Solving the MLE
As we have learnt in calculus, at the maximum of the log-likelihood defined in Equation \eqref{eqn:log-lik}, the derivative with respect to the parameters, say \( \vmu_k \) should be 0.
This means, at the maximum
\begin{align}
\frac{\partial \ln p\left(\unlabeledset|\set{P(k),\vmu_k,\mSigma_k}_{k=1}^K\right)}{\partial \vmu_k} &= 0 \\\\
-\sum_{\nunlabeledsmall = 1}^{\nunlabeled} \frac{P(k)\Gauss(\vx_\nunlabeledsmall | \vmu_k, \mSigma_k)}{\sum_{j=1}^K P(j)\Gauss(\vx_\nunlabeledsmall | \vmu_j, \mSigma_j)} \mSigma_k(\vx_\nunlabeledsmall - \vmu_k) &= 0
\label{eqn:log-lik-deriv}
\end{align}
For simplicity, let's represent the fraction term in the above equation with a \( \gamma_{\nunlabeledsmall k} \) as
\begin{equation}
\gamma_{\nunlabeledsmall k} = \frac{P(k)\Gauss(\vx_\nunlabeledsmall | \vmu_k, \mSigma_k)}{\sum_{j=1}^K P(j)\Gauss(\vx_\nunlabeledsmall | \vmu_j, \mSigma_j)}
\label{eqn:gamma-uk}
\end{equation}
It can be observed that \( \gamma_{\nunlabeledsmall k} \) is calculating the proportion of \( \vx_\nunlabeledsmall \) in the cluster \( k \).

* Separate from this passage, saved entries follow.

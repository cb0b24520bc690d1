//! Server options (`kiln.toml`) and project configuration (`tsconfig.json`).
//!
//! [`ServerOptions`] carries everything that shapes the served output and is
//! hashed into the cache fingerprint. [`ProjectConfig`] is the part of the
//! project configuration the build engine reads on every pass.

#![warn(missing_docs)]

pub mod error;
pub mod loader;
pub mod types;

pub use error::ConfigError;
pub use loader::{
    load_options, load_options_from_str, parse_project_config, read_manifest, MANIFEST_FILE,
    OPTIONS_FILE, PROJECT_CONFIG_FILE,
};
pub use types::*;
//! Path conventions shared by the engine, the file-system adapter and the
//! watch session.

use std::path::{Component, Path};

/// Extensions the engine compiles.
const INPUT_EXTENSIONS: &[&str] = &["ts", "tsx"];

/// Directory names never compiled or watched.
const IGNORED_DIRS: &[&str] = &["node_modules", ".git"];

/// Renders `path` relative to `root` with `/` separators.
///
/// Paths outside `root` are rendered as given.
pub fn relative_path(root: &Path, path: &Path) -> String {
    let rel = path.strip_prefix(root).unwrap_or(path);
    let parts: Vec<_> = rel
        .components()
        .filter_map(|component| match component {
            Component::Normal(part) => Some(part.to_string_lossy()),
            Component::ParentDir => Some("..".into()),
            Component::RootDir | Component::CurDir | Component::Prefix(_) => None,
        })
        .collect();
    let joined = parts.join("/");
    if rel.has_root() {
        format!("/{joined}")
    } else {
        joined
    }
}

/// Artifact cache key for a file the engine emitted.
///
/// Strips the project root and maps a trailing `.js`/`.jsx` back to
/// `.ts`/`.tsx`, so compiled output is found under the source path a client
/// requests.
pub fn artifact_key(root: &Path, emitted: &Path) -> String {
    let rel = relative_path(root, emitted);
    if let Some(stem) = rel.strip_suffix(".jsx") {
        format!("{stem}.tsx")
    } else if let Some(stem) = rel.strip_suffix(".js") {
        format!("{stem}.ts")
    } else {
        rel
    }
}

/// Returns `true` for `.ts`/`.tsx` sources, excluding declaration files.
pub fn is_build_input(path: &Path) -> bool {
    let is_input_ext = path
        .extension()
        .and_then(|ext| ext.to_str())
        .is_some_and(|ext| INPUT_EXTENSIONS.contains(&ext));
    let is_declaration = path
        .file_name()
        .and_then(|name| name.to_str())
        .is_some_and(|name| name.ends_with(".d.ts"));
    is_input_ext && !is_declaration
}

/// Returns `true` if a directory name is never descended into.
pub fn is_ignored_dir(name: &str) -> bool {
    IGNORED_DIRS.contains(&name)
}

/// Returns `true` if a file event at `path` should trigger a rebuild.
///
/// Only build inputs and the project configuration under `root` count, and
/// nothing inside an ignored directory.
pub fn is_watch_relevant(root: &Path, path: &Path) -> bool {
    let Ok(rel) = path.strip_prefix(root) else {
        return false;
    };
    let in_ignored_dir = rel
        .components()
        .any(|c| matches!(c, Component::Normal(part) if part.to_str().is_some_and(is_ignored_dir)));
    if in_ignored_dir {
        return false;
    }
    is_build_input(rel) || rel == Path::new(kiln_config::PROJECT_CONFIG_FILE)
}

/// Output path for a compiled input: `.ts` → `.js`, `.tsx` → `.jsx` when JSX
/// is preserved, otherwise `.js`.
pub fn emit_path(input: &Path, preserve_jsx: bool) -> std::path::PathBuf {
    let is_tsx = input.extension().is_some_and(|ext| ext == "tsx");
    let ext = if is_tsx && preserve_jsx { "jsx" } else { "js" };
    input.with_extension(ext)
}
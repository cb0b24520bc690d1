//! Diagnostic severity levels ordered from least to most severe.

use serde::{Deserialize, Serialize};
use std::fmt;

/// The severity level of a diagnostic message.
///
/// Ordered from least severe (`Note`) to most severe (`Error`), matching the
/// derived `Ord` implementation based on declaration order.
#[derive(Clone, Copy, PartialEq, Eq, PartialOrd, Ord, Hash, Debug, Serialize, Deserialize)]
pub enum Severity {
    /// An informational note providing additional context.
    Note,
    /// A potential issue that does not block emission.
    Warning,
    /// A definite problem; the affected file is not emitted.
    Error,
}

impl Severity {
    /// Returns `true` if this severity is [`Error`](Severity::Error).
    pub fn is_error(self) -> bool {
        self == Severity::Error
    }

    /// ANSI color escape used by the terminal renderer.
    pub(crate) fn ansi_color(self) -> &'static str {
        match self {
            Severity::Note => "\x1b[36m",
            Severity::Warning => "\x1b[33m",
            Severity::Error => "\x1b[31m",
        }
    }
}

impl fmt::Display for Severity {
    fn fmt(&self, f: &mut fmt::Formatter<'_>) -> fmt::Result {
        match self {
            Severity::Note => write!(f, "note"),
            Severity::Warning => write!(f, "warning"),
            Severity::Error => write!(f, "error"),
        }
    }
}

#[cfg(test)]
mod tests {
    use super::*;

    #[test]
    fn ordering() {
        assert!(Severity::Note < Severity::Warning);
        assert!(Severity::Warning < Severity::Error);
    }

    #[test]
    fn is_error() {
        assert!(Severity::Error.is_error());
        assert!(!Severity::Warning.is_error());
        assert!(!Severity::Note.is_error());
    }

    #[test]
    fn display() {
        assert_eq!(format!("{}", Severity::Error), "error");
        assert_eq!(format!("{}", Severity::Warning), "warning");
        assert_eq!(format!("{}", Severity::Note), "note");
    }
}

Substituting this representation into the Equation \eqref{eqn:log-lik-deriv}, we get
\begin{align}
-\sum_{\nunlabeledsmall = 1}^{\nunlabeled} \gamma_{\nunlabeledsmall k} \mSigma_k(\vx_\nunlabeledsmall - \vmu_k) = 0
\label{eqn:log-lik-deriv-gamma}
\end{align}
Being a covariance matrix, we can assume \( \mSigma^{-1} \) to be nonsingular and multiply both sides of the above equation with it.
\begin{align}
-\sum_{\nunlabeledsmall = 1}^{\nunlabeled} \gamma_{\nunlabeledsmall k} (\vx_\nunlabeledsmall - \vmu_k) = 0
\label{eqn:log-lik-deriv-gamma-2}
\end{align}
Re-arranging terms of this equation, we get
\begin{align}
\vmu_k = \frac{\sum_{\nunlabeledsmall = 1}^{\nunlabeled} \gamma_{\nunlabeledsmall k} \vx_\nunlabeledsmall}{\sum_{\nunlabeledsmall = 1}^{\nunlabeled} \gamma_{\nunlabeledsmall k}}
\label{eqn:muk-soln-first}
\end{align}
Note the normalization term.
It sums over all the examples in the dataset, with a weighing factor \( \gamma_{\nunlabeledsmall k} \) for each example.
Intuitively, we can imagine this term being the soft number of examples that belong to the cluster \( k \).
Thus, we can represent this term as \( \nunlabeled_k \).
\begin{equation}
\nunlabeled_k = \sum_{\nunlabeledsmall = 1}^{\nunlabeled} \gamma_{\nunlabeledsmall k}
\label{eqn:u-k}
\end{equation}
Given this form, the optimal value for \( \vmu_k \) can be written as
\begin{align}
\vmu_k = \frac{1}{\nunlabeled_k} \sum_{\nunlabeledsmall = 1}^{\nunlabeled} \gamma_{\nunlabeledsmall k} \vx_\nunlabeledsmall
\label{eqn:muk-soln}
\end{align}
Along similar lines, taking derivative with respect to the parameters \( \mSigma_k \), we arrive at its solution as
\begin{align}
\mSigma_k = \frac{1}{\nunlabeled_k} \sum_{\nunlabeledsmall = 1}^{\nunlabeled} \gamma_{\nunlabeledsmall k} (\vx_\nunlabeledsmall - \vmu_k)(\vx_\nunlabeledsmall - \vmu_k)^T
\label{eqn:sigmak-soln}
\end{align}
and similarly, for \( P(k) \), we arrive at its solution as
\begin{align}
P(k) = \frac{\nunlabeled_k}{\nunlabeled}
\label{eqn:pk-soln}
\end{align}